Start with the first line of the material. Repeat each line exactly through the one that contains "return Err(err);".
·····
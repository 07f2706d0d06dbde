//! Thin `libc` wrappers for stream socket descriptors.

use std::{
    ffi::c_void,
    io::{Error, ErrorKind, Read, Result, Write},
    mem::size_of,
    net::SocketAddr,
    os::fd::RawFd,
};

use errno::errno;
use libc::*;
use os_socketaddr::OsSocketAddr;

use super::addr::AddressFamily;

#[cfg(any(target_os = "linux", target_os = "android"))]
const SEND_FLAGS: c_int = MSG_NOSIGNAL;

#[cfg(not(any(target_os = "linux", target_os = "android")))]
const SEND_FLAGS: c_int = 0;

fn would_block(code: i32) -> bool {
    code == EAGAIN || code == EWOULDBLOCK
}

/// Create a blocking stream socket for `family`.
pub fn stream_socket(family: AddressFamily) -> Result<RawFd> {
    let domain = match family {
        AddressFamily::IPv4 => AF_INET,
        AddressFamily::IPv6 => AF_INET6,
    };

    let fd = unsafe { socket(domain, SOCK_STREAM, IPPROTO_TCP) };

    if fd < 0 {
        return Err(Error::last_os_error());
    }

    unsafe {
        if fcntl(fd, F_SETFD, FD_CLOEXEC) < 0 {
            let err = Error::last_os_error();
            libc::close(fd);
            return Err(err);
        }
    }

    Ok(fd)
}

pub fn set_nonblocking(fd: RawFd) -> Result<()> {
    unsafe {
        let flags = fcntl(fd, F_GETFL);

        if flags < 0 {
            return Err(Error::last_os_error());
        }

        if fcntl(fd, F_SETFL, flags | O_NONBLOCK) < 0 {
            return Err(Error::last_os_error());
        }
    }

    Ok(())
}

pub fn is_cloexec(fd: RawFd) -> Result<bool> {
    let flags = unsafe { fcntl(fd, F_GETFD) };

    if flags < 0 {
        return Err(Error::last_os_error());
    }

    Ok(flags & FD_CLOEXEC != 0)
}

pub fn is_nonblocking(fd: RawFd) -> Result<bool> {
    let flags = unsafe { fcntl(fd, F_GETFL) };

    if flags < 0 {
        return Err(Error::last_os_error());
    }

    Ok(flags & O_NONBLOCK != 0)
}

fn set_flag(fd: RawFd, level: c_int, name: c_int) -> Result<()> {
    let on: c_int = 1;

    let ret = unsafe {
        setsockopt(
            fd,
            level,
            name,
            &on as *const c_int as *const c_void,
            size_of::<c_int>() as socklen_t,
        )
    };

    if ret < 0 {
        return Err(Error::last_os_error());
    }

    Ok(())
}

fn get_flag(fd: RawFd, level: c_int, name: c_int) -> Result<c_int> {
    let mut value: c_int = 0;

    let mut len = size_of::<c_int>() as socklen_t;

    let ret = unsafe {
        getsockopt(
            fd,
            level,
            name,
            &mut value as *mut c_int as *mut c_void,
            &mut len,
        )
    };

    if ret < 0 {
        return Err(Error::last_os_error());
    }

    Ok(value)
}

pub fn set_reuse_address(fd: RawFd) -> Result<()> {
    set_flag(fd, SOL_SOCKET, SO_REUSEADDR)
}

pub fn reuse_address_enabled(fd: RawFd) -> Result<bool> {
    get_flag(fd, SOL_SOCKET, SO_REUSEADDR).map(|v| v != 0)
}

/// Suppress `SIGPIPE` on writes to a broken connection.
///
/// Linux has no socket option for this, every [`send`] passes `MSG_NOSIGNAL` instead.
#[cfg(any(
    target_os = "macos",
    target_os = "ios",
    target_os = "freebsd",
    target_os = "netbsd"
))]
pub fn set_no_sigpipe(fd: RawFd) -> Result<()> {
    set_flag(fd, SOL_SOCKET, SO_NOSIGPIPE)
}

#[cfg(not(any(
    target_os = "macos",
    target_os = "ios",
    target_os = "freebsd",
    target_os = "netbsd"
)))]
pub fn set_no_sigpipe(_fd: RawFd) -> Result<()> {
    Ok(())
}

/// Non-blocking mode, address reuse and broken-pipe suppression.
pub fn configure(fd: RawFd) -> Result<()> {
    set_nonblocking(fd)?;
    set_reuse_address(fd)?;
    set_no_sigpipe(fd)
}

pub fn bind(fd: RawFd, addr: SocketAddr) -> Result<()> {
    let addr: OsSocketAddr = addr.into();

    if unsafe { libc::bind(fd, addr.as_ptr(), addr.len()) } < 0 {
        return Err(Error::last_os_error());
    }

    Ok(())
}

pub fn listen(fd: RawFd, backlog: usize) -> Result<()> {
    if unsafe { libc::listen(fd, backlog.min(c_int::MAX as usize) as c_int) } < 0 {
        return Err(Error::last_os_error());
    }

    Ok(())
}

/// Start connecting. Returns `true` when already connected and `false` when
/// the connection is in progress.
pub fn connect(fd: RawFd, addr: SocketAddr) -> Result<bool> {
    let addr: OsSocketAddr = addr.into();

    if unsafe { libc::connect(fd, addr.as_ptr(), addr.len()) } < 0 {
        let e = errno();

        if e.0 == EINPROGRESS || e.0 == EINTR || would_block(e.0) {
            return Ok(false);
        }

        if e.0 == EISCONN {
            return Ok(true);
        }

        return Err(Error::from_raw_os_error(e.0));
    }

    Ok(true)
}

/// Pending `SO_ERROR` of `fd`, if any.
pub fn take_error(fd: RawFd) -> Result<Option<Error>> {
    let code = get_flag(fd, SOL_SOCKET, SO_ERROR)?;

    if code != 0 {
        return Ok(Some(Error::from_raw_os_error(code)));
    }

    Ok(None)
}

#[cfg(any(target_os = "linux", target_os = "android"))]
fn accept_cloexec(fd: RawFd, addr: *mut sockaddr, len: *mut socklen_t) -> c_int {
    unsafe { accept4(fd, addr, len, SOCK_CLOEXEC) }
}

#[cfg(not(any(target_os = "linux", target_os = "android")))]
fn accept_cloexec(fd: RawFd, addr: *mut sockaddr, len: *mut socklen_t) -> c_int {
    let conn_fd = unsafe { libc::accept(fd, addr, len) };

    if conn_fd >= 0 && unsafe { fcntl(conn_fd, F_SETFD, FD_CLOEXEC) } < 0 {
        // keep errno of the failed fcntl for the caller
        let e = errno();
        unsafe { libc::close(conn_fd) };
        errno::set_errno(e);
        return -1;
    }

    conn_fd
}

/// Accept one connection with `FD_CLOEXEC` set. `None` means no connection is waiting.
pub fn accept(fd: RawFd) -> Result<Option<(RawFd, Option<SocketAddr>)>> {
    let mut remote = [0u8; size_of::<sockaddr_in6>()];

    let mut len = remote.len() as socklen_t;

    let conn_fd = accept_cloexec(fd, remote.as_mut_ptr() as *mut sockaddr, &mut len);

    if conn_fd < 0 {
        let e = errno();

        if would_block(e.0) || e.0 == EINTR || e.0 == ECONNABORTED {
            return Ok(None);
        }

        return Err(Error::from_raw_os_error(e.0));
    }

    let peer = unsafe { OsSocketAddr::copy_from_raw(remote.as_ptr() as *const sockaddr, len) }
        .into_addr();

    log::trace!(target:"tcp_socket", "fd({}) accept connection({}) from ({:?})", fd, conn_fd, peer);

    Ok(Some((conn_fd, peer)))
}

fn sock_name(
    fd: RawFd,
    f: unsafe extern "C" fn(c_int, *mut sockaddr, *mut socklen_t) -> c_int,
) -> Result<SocketAddr> {
    let mut buff = [0u8; size_of::<sockaddr_in6>()];

    let mut len = buff.len() as socklen_t;

    if unsafe { f(fd, buff.as_mut_ptr() as *mut sockaddr, &mut len) } < 0 {
        return Err(Error::last_os_error());
    }

    let addr = unsafe { OsSocketAddr::copy_from_raw(buff.as_ptr() as *const sockaddr, len) };

    addr.into_addr()
        .ok_or_else(|| Error::new(ErrorKind::InvalidData, "unsupported address family"))
}

pub fn local_addr(fd: RawFd) -> Result<SocketAddr> {
    sock_name(fd, getsockname)
}

pub fn peer_addr(fd: RawFd) -> Result<SocketAddr> {
    sock_name(fd, getpeername)
}

/// Bytes readable without blocking.
pub fn bytes_available(fd: RawFd) -> Result<usize> {
    let mut available: c_int = 0;

    if unsafe { ioctl(fd, FIONREAD, &mut available as *mut c_int) } < 0 {
        return Err(Error::last_os_error());
    }

    Ok(available.max(0) as usize)
}

pub fn recv(fd: RawFd, buff: &mut [u8]) -> Result<usize> {
    let len = unsafe { libc::recv(fd, buff.as_mut_ptr() as *mut c_void, buff.len(), 0) };

    if len < 0 {
        return Err(Error::last_os_error());
    }

    log::trace!(target:"tcp_socket", "fd({}) recv {}", fd, len);

    Ok(len as usize)
}

pub fn send(fd: RawFd, buff: &[u8]) -> Result<usize> {
    let len = unsafe { libc::send(fd, buff.as_ptr() as *const c_void, buff.len(), SEND_FLAGS) };

    if len < 0 {
        return Err(Error::last_os_error());
    }

    log::trace!(target:"tcp_socket", "fd({}) send {}", fd, len);

    Ok(len as usize)
}

/// Peek one byte to tell an orderly shutdown from a spurious wake-up.
///
/// `Ok(true)` when the peer has shut down its side and nothing is left to
/// read, `Ok(false)` when the descriptor is still readable later. A reset or
/// any other pending socket error comes back as `Err`.
pub fn peer_closed(fd: RawFd) -> Result<bool> {
    let mut peeked = [0u8; 1];

    let len = unsafe {
        libc::recv(
            fd,
            peeked.as_mut_ptr() as *mut c_void,
            peeked.len(),
            MSG_PEEK | MSG_DONTWAIT,
        )
    };

    if len < 0 {
        let e = errno();

        if would_block(e.0) || e.0 == EINTR {
            return Ok(false);
        }

        return Err(Error::from_raw_os_error(e.0));
    }

    Ok(len == 0)
}

pub fn close(fd: RawFd) -> Result<()> {
    log::trace!(target:"tcp_socket", "close fd({})", fd);

    if unsafe { libc::close(fd) } < 0 {
        return Err(Error::last_os_error());
    }

    Ok(())
}

/// [`Read`] adapter over a raw descriptor.
#[derive(Debug, Clone, Copy)]
pub struct FdReader(pub RawFd);

impl Read for FdReader {
    fn read(&mut self, buf: &mut [u8]) -> Result<usize> {
        recv(self.0, buf)
    }
}

/// [`Write`] adapter over a raw descriptor.
#[derive(Debug, Clone, Copy)]
pub struct FdWriter(pub RawFd);

impl Write for FdWriter {
    fn write(&mut self, buf: &[u8]) -> Result<usize> {
        send(self.0, buf)
    }

    fn flush(&mut self) -> Result<()> {
        Ok(())
    }
}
·····
> _Result for this exercise_
repository 07f2706d0d06dbde
//! Thin `libc` wrappers for stream socket descriptors.

use std::{
    ffi::c_void,
    io::{Error, ErrorKind, Read, Result, Write},
    mem::size_of,
    net::SocketAddr,
    os::fd::RawFd,
};

use errno::errno;
use libc::*;
use os_socketaddr::OsSocketAddr;

use super::addr::AddressFamily;

#[cfg(any(target_os = "linux", target_os = "android"))]
const SEND_FLAGS: c_int = MSG_NOSIGNAL;

#[cfg(not(any(target_os = "linux", target_os = "android")))]
const SEND_FLAGS: c_int = 0;

fn would_block(code: i32) -> bool {
    code == EAGAIN || code == EWOULDBLOCK
}

/// Create a blocking stream socket for `family`.
pub fn stream_socket(family: AddressFamily) -> Result<RawFd> {
    let domain = match family {
        AddressFamily::IPv4 => AF_INET,
        AddressFamily::IPv6 => AF_INET6,
    };

    let fd = unsafe { socket(domain, SOCK_STREAM, IPPROTO_TCP) };

    if fd < 0 {
        return Err(Error::last_os_error());
    }

    unsafe {
        if fcntl(fd, F_SETFD, FD_CLOEXEC) < 0 {
            let err = Error::last_os_error();
            libc::close(fd);
            return Err(err);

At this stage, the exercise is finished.